- Opening Delimiter -
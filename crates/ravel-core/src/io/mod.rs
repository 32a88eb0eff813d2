//! Kernel-polling I/O engine.

pub mod engine;

pub use engine::IoEngine;
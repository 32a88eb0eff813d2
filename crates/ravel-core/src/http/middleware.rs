//! Request-transforming stages chained before the router.

use std::sync::Arc;

use tracing::info;

use crate::error::RavelError;
use crate::exec::Sender;

use super::message::HttpRequest;

/// A middleware maps a request to a sender of a (possibly rewritten)
/// request, or fails down the error channel to short-circuit the chain.
pub type Middleware = Arc<dyn Fn(HttpRequest) -> Sender<HttpRequest> + Send + Sync>;

/// Log method and path, pass the request through unchanged.
pub fn logging_middleware() -> Middleware {
    Arc::new(|request| {
        info!(method = %request.method, path = %request.path, "request");
        Sender::just(request)
    })
}

/// Require `Authorization: Bearer <token>`; reject with `Unauthorized`
/// otherwise, which the pipeline maps to a 401.
pub fn auth_middleware(token: impl Into<String>) -> Middleware {
    let expected = format!("Bearer {}", token.into());
    Arc::new(move |request| match request.header("Authorization") {
        Some(value) if value == expected => Sender::just(request),
        _ => Sender::fail(RavelError::Unauthorized),
    })
}

#[cfg(test)]
mod tests {
    use super::*;
    use std::collections::HashMap;

    fn request_with(headers: Vec<(String, String)>) -> HttpRequest {
        HttpRequest {
            method: "GET".to_string(),
            path: "/".to_string(),
            version: "HTTP/1.1".to_string(),
            headers,
            path_params: HashMap::new(),
            body: String::new(),
        }
    }

    #[test]
    fn auth_accepts_matching_token() {
        let middleware = auth_middleware("T");
        let request = request_with(vec![(
            "Authorization".to_string(),
            "Bearer T".to_string(),
        )]);
        let passed = middleware(request).sync_wait().unwrap().unwrap();
        assert_eq!(passed.path, "/");
    }

    #[test]
    fn auth_rejects_missing_or_wrong_token() {
        let middleware = auth_middleware("T");

        let bare = middleware(request_with(Vec::new())).sync_wait();
        assert!(matches!(bare, Err(RavelError::Unauthorized)));

        let wrong = middleware(request_with(vec![(
            "Authorization".to_string(),
            "Bearer X".to_string(),
        )]))
        .sync_wait();
        assert!(matches!(wrong, Err(RavelError::Unauthorized)));
    }

    #[test]
    fn logging_passes_through() {
        let middleware = logging_middleware();
        let passed = middleware(request_with(Vec::new())).sync_wait().unwrap().unwrap();
        assert_eq!(passed.method, "GET");
    }
}
//! Tracing initialization for ravel services.
//!
//! Call one of these once at startup, before building the [`Application`].
//! The log level is controlled by `RUST_LOG` (`info` when unset):
//!
//! ```bash
//! RUST_LOG=debug cargo run --example http_hello
//! RUST_LOG=ravel_core=debug cargo run
//! ```
//!
//! [`Application`]: crate::app::Application

use tracing_subscriber::{EnvFilter, layer::SubscriberExt, util::SubscriberInitExt};

/// Initialize logging with sensible defaults.
///
/// # Panics
///
/// Panics if a global subscriber is already installed. Only call it once.
pub fn init_logging() {
    let filter = EnvFilter::try_from_default_env().unwrap_or_else(|_| EnvFilter::new("info"));

    tracing_subscriber::registry()
        .with(filter)
        .with(tracing_subscriber::fmt::layer())
        .init();
}

/// Initialize logging at a specific level, ignoring `RUST_LOG`-less defaults.
///
/// # Panics
///
/// Panics if a global subscriber is already installed. Only call it once.
pub fn init_logging_with_level(level: &str) {
    let filter = EnvFilter::try_from_default_env().unwrap_or_else(|_| EnvFilter::new(level));

    tracing_subscriber::registry()
        .with(filter)
        .with(tracing_subscriber::fmt::layer())
        .init();
}
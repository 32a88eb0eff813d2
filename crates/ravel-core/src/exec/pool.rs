//! Fixed-size worker pool draining a shared task queue.
//!
//! One primitive: schedule a nullary task on some worker. Ordering between
//! two tasks is unspecified; serialization is layered on top by
//! [`Strand`](super::strand::Strand).

use std::panic::{self, AssertUnwindSafe};
use std::sync::Arc;
use std::sync::atomic::{AtomicBool, Ordering};
use std::thread::{self, JoinHandle};

use parking_lot::Mutex;
use tracing::{debug, trace, warn};

/// A unit of work accepted by any scheduler.
pub type Task = Box<dyn FnOnce() + Send>;

/// Anything that can run a nullary task "somewhere, eventually".
///
/// Implemented by [`PoolScheduler`] (run on any worker thread) and
/// [`Strand`](super::strand::Strand) (run serialized, FIFO).
pub trait Scheduler: Send + Sync {
    fn schedule(&self, task: Task);
}

enum Job {
    Run(Task),
    Stop,
}

struct PoolShared {
    tx: flume::Sender<Job>,
    stopping: AtomicBool,
}

/// Fixed set of OS threads executing tasks drawn from one MPMC queue.
///
/// Threads are named `ravel-worker-{i}`. `request_stop` drains every task
/// already queued, then joins; tasks scheduled afterwards are dropped.
pub struct WorkerPool {
    shared: Arc<PoolShared>,
    handles: Mutex<Vec<JoinHandle<()>>>,
}

impl WorkerPool {
    /// Spawn a pool with one thread per CPU.
    pub fn new() -> Self {
        Self::with_threads(num_cpus::get())
    }

    /// Spawn a pool with an explicit thread count (minimum 1).
    pub fn with_threads(count: usize) -> Self {
        let count = count.max(1);
        let (tx, rx) = flume::unbounded::<Job>();

        let mut handles = Vec::with_capacity(count);
        for i in 0..count {
            let rx = rx.clone();
            let handle = thread::Builder::new()
                .name(format!("ravel-worker-{}", i))
                .spawn(move || worker_loop(rx))
                .expect("failed to spawn worker thread");
            handles.push(handle);
        }

        debug!(workers = count, "worker pool started");

        Self {
            shared: Arc::new(PoolShared {
                tx,
                stopping: AtomicBool::new(false),
            }),
            handles: Mutex::new(handles),
        }
    }

    /// A cheap clonable handle used to submit tasks to this pool.
    pub fn scheduler(&self) -> PoolScheduler {
        PoolScheduler {
            shared: Arc::clone(&self.shared),
        }
    }

    pub fn is_stopping(&self) -> bool {
        self.shared.stopping.load(Ordering::Acquire)
    }

    /// Drain outstanding tasks and join every worker.
    ///
    /// Idempotent; concurrent callers block until the first finishes.
    /// Must not be called from a pool thread.
    pub fn request_stop(&self) {
        let mut handles = self.handles.lock();

        if !self.shared.stopping.swap(true, Ordering::AcqRel) {
            // Queued behind all outstanding work; each worker consumes one.
            for _ in 0..handles.len() {
                let _ = self.shared.tx.send(Job::Stop);
            }
        }

        for handle in handles.drain(..) {
            let _ = handle.join();
        }

        debug!("worker pool stopped");
    }
}

impl Default for WorkerPool {
    fn default() -> Self {
        Self::new()
    }
}

impl Drop for WorkerPool {
    fn drop(&mut self) {
        self.request_stop();
    }
}

fn worker_loop(rx: flume::Receiver<Job>) {
    while let Ok(job) = rx.recv() {
        match job {
            Job::Run(task) => {
                if panic::catch_unwind(AssertUnwindSafe(task)).is_err() {
                    warn!("pool task panicked");
                }
            }
            Job::Stop => break,
        }
    }
    trace!("worker exiting");
}

/// Submission handle for a [`WorkerPool`].
#[derive(Clone)]
pub struct PoolScheduler {
    shared: Arc<PoolShared>,
}

impl Scheduler for PoolScheduler {
    fn schedule(&self, task: Task) {
        if self.shared.stopping.load(Ordering::Acquire) {
            warn!("task scheduled after pool stop; dropping");
            return;
        }
        if self.shared.tx.send(Job::Run(task)).is_err() {
            warn!("pool queue closed; dropping task");
        }
    }
}

#[cfg(test)]
mod tests {
    use super::*;
    use std::sync::atomic::AtomicUsize;
    use std::time::Duration;

    #[test]
    fn runs_submitted_tasks() {
        let pool = WorkerPool::with_threads(4);
        let counter = Arc::new(AtomicUsize::new(0));

        let scheduler = pool.scheduler();
        for _ in 0..100 {
            let counter = Arc::clone(&counter);
            scheduler.schedule(Box::new(move || {
                counter.fetch_add(1, Ordering::Relaxed);
            }));
        }

        pool.request_stop();
        assert_eq!(counter.load(Ordering::Relaxed), 100);
    }

    #[test]
    fn stop_is_idempotent_and_rejects_new_tasks() {
        let pool = WorkerPool::with_threads(2);
        let scheduler = pool.scheduler();

        pool.request_stop();
        pool.request_stop();

        let ran = Arc::new(AtomicBool::new(false));
        let flag = Arc::clone(&ran);
        scheduler.schedule(Box::new(move || flag.store(true, Ordering::Relaxed)));

        thread::sleep(Duration::from_millis(50));
        assert!(!ran.load(Ordering::Relaxed));
    }

    #[test]
    fn panicking_task_does_not_kill_workers() {
        let pool = WorkerPool::with_threads(1);
        let scheduler = pool.scheduler();

        scheduler.schedule(Box::new(|| panic!("boom")));

        let ran = Arc::new(AtomicBool::new(false));
        let flag = Arc::clone(&ran);
        scheduler.schedule(Box::new(move || flag.store(true, Ordering::Relaxed)));

        pool.request_stop();
        assert!(ran.load(Ordering::Relaxed));
    }
}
- Closing Delimiter -
- Goal of the exercise:
Provide the number of lines in the entries that include "AtomicUsize", and no other text.

- Response:
2